(Items from a data source)

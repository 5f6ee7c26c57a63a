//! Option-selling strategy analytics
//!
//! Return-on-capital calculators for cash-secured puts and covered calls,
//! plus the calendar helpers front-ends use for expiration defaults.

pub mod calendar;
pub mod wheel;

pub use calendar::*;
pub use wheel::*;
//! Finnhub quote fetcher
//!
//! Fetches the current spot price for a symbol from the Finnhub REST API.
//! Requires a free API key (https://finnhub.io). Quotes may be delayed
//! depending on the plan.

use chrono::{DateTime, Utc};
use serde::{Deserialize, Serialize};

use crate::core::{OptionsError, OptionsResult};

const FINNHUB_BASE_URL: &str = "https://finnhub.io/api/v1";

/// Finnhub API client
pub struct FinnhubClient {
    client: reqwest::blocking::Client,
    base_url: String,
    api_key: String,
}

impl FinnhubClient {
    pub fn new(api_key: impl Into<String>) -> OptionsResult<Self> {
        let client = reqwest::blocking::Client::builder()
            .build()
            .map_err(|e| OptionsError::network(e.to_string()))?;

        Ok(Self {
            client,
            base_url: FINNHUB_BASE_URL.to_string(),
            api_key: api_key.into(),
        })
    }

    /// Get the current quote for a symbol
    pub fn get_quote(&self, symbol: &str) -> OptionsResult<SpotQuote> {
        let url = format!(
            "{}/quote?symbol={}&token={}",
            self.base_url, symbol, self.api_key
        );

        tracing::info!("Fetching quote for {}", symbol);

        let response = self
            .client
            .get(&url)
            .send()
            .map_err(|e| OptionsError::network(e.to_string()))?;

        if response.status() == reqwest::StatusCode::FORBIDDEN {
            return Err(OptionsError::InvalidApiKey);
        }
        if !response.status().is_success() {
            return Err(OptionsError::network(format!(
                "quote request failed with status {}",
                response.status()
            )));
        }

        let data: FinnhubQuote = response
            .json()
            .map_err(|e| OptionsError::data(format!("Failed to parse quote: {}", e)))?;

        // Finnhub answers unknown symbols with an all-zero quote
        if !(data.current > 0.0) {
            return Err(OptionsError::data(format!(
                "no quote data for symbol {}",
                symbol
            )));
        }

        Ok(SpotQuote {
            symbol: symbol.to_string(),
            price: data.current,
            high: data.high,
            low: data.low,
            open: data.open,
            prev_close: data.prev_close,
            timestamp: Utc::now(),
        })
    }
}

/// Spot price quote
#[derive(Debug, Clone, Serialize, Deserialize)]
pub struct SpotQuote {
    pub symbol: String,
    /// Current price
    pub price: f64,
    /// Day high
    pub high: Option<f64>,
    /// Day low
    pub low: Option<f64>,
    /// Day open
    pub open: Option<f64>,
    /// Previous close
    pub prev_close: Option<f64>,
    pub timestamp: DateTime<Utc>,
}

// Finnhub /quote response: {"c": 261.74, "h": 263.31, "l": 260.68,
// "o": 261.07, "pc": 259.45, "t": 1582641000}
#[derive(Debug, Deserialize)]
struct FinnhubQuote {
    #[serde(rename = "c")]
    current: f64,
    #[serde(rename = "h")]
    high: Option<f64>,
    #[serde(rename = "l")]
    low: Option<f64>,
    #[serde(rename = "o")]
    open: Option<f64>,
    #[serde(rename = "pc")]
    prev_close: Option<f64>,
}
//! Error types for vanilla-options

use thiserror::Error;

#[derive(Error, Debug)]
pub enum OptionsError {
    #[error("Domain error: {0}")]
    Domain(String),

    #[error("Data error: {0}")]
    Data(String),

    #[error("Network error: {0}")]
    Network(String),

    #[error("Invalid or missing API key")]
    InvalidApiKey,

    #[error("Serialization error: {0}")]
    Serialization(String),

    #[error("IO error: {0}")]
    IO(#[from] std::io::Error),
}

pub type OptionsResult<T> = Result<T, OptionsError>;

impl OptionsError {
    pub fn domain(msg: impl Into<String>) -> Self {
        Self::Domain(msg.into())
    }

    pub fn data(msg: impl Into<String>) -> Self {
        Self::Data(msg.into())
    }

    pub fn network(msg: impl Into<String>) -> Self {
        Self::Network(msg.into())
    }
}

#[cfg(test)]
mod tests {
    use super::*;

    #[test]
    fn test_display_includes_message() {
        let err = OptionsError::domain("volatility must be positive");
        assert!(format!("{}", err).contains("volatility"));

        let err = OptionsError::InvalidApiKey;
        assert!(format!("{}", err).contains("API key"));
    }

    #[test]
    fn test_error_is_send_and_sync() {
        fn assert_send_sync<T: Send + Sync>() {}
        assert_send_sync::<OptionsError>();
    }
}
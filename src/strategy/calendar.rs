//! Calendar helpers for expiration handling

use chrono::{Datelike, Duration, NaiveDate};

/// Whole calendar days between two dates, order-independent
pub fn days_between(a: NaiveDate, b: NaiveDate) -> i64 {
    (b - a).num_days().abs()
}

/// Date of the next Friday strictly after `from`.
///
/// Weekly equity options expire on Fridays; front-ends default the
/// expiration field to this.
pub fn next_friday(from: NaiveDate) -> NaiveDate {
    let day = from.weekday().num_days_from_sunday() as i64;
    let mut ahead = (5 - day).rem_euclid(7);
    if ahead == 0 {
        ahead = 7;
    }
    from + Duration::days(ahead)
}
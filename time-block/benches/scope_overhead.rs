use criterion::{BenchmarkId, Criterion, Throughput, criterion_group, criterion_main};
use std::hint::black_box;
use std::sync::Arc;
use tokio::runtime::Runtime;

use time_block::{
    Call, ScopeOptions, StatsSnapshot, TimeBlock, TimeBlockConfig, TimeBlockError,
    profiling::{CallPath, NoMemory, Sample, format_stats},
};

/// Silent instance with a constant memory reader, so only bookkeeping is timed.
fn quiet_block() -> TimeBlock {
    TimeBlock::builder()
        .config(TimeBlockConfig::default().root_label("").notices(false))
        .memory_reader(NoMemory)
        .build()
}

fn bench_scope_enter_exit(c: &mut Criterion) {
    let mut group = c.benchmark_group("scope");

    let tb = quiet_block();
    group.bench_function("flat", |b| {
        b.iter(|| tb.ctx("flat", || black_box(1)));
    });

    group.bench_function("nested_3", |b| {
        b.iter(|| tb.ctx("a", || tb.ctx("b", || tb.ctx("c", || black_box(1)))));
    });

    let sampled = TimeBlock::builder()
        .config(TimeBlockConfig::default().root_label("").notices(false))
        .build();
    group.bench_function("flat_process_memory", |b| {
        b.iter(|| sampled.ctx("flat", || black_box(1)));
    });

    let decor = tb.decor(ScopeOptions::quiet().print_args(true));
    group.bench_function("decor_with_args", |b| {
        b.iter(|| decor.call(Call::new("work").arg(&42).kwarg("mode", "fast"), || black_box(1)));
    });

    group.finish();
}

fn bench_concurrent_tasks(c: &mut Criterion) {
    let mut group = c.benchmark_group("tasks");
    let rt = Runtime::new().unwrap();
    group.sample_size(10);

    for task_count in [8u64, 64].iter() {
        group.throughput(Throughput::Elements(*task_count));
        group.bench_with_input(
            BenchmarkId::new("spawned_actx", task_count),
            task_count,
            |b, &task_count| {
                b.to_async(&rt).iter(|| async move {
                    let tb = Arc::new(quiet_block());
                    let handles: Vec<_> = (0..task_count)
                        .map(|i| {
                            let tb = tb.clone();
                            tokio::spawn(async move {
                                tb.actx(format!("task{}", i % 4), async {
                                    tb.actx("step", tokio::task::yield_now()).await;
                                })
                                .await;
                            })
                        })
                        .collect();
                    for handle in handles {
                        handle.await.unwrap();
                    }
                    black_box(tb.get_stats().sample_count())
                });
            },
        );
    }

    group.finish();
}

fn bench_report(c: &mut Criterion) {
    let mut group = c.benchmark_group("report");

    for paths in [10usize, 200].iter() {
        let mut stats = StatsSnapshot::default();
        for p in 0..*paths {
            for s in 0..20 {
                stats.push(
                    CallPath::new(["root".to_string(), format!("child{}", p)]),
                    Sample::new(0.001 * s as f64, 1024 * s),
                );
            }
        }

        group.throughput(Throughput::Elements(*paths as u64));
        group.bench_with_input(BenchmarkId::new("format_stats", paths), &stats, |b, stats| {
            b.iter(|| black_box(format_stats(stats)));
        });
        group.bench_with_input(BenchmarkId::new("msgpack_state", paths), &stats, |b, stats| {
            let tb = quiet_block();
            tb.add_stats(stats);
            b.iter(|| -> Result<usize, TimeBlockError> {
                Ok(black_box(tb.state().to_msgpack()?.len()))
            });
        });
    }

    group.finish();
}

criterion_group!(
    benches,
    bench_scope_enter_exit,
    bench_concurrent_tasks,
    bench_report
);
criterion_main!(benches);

## [Problem requirements]
A count alone is required. How many lines in the entries contain the string "unwrap"?

## [Result of this task]
2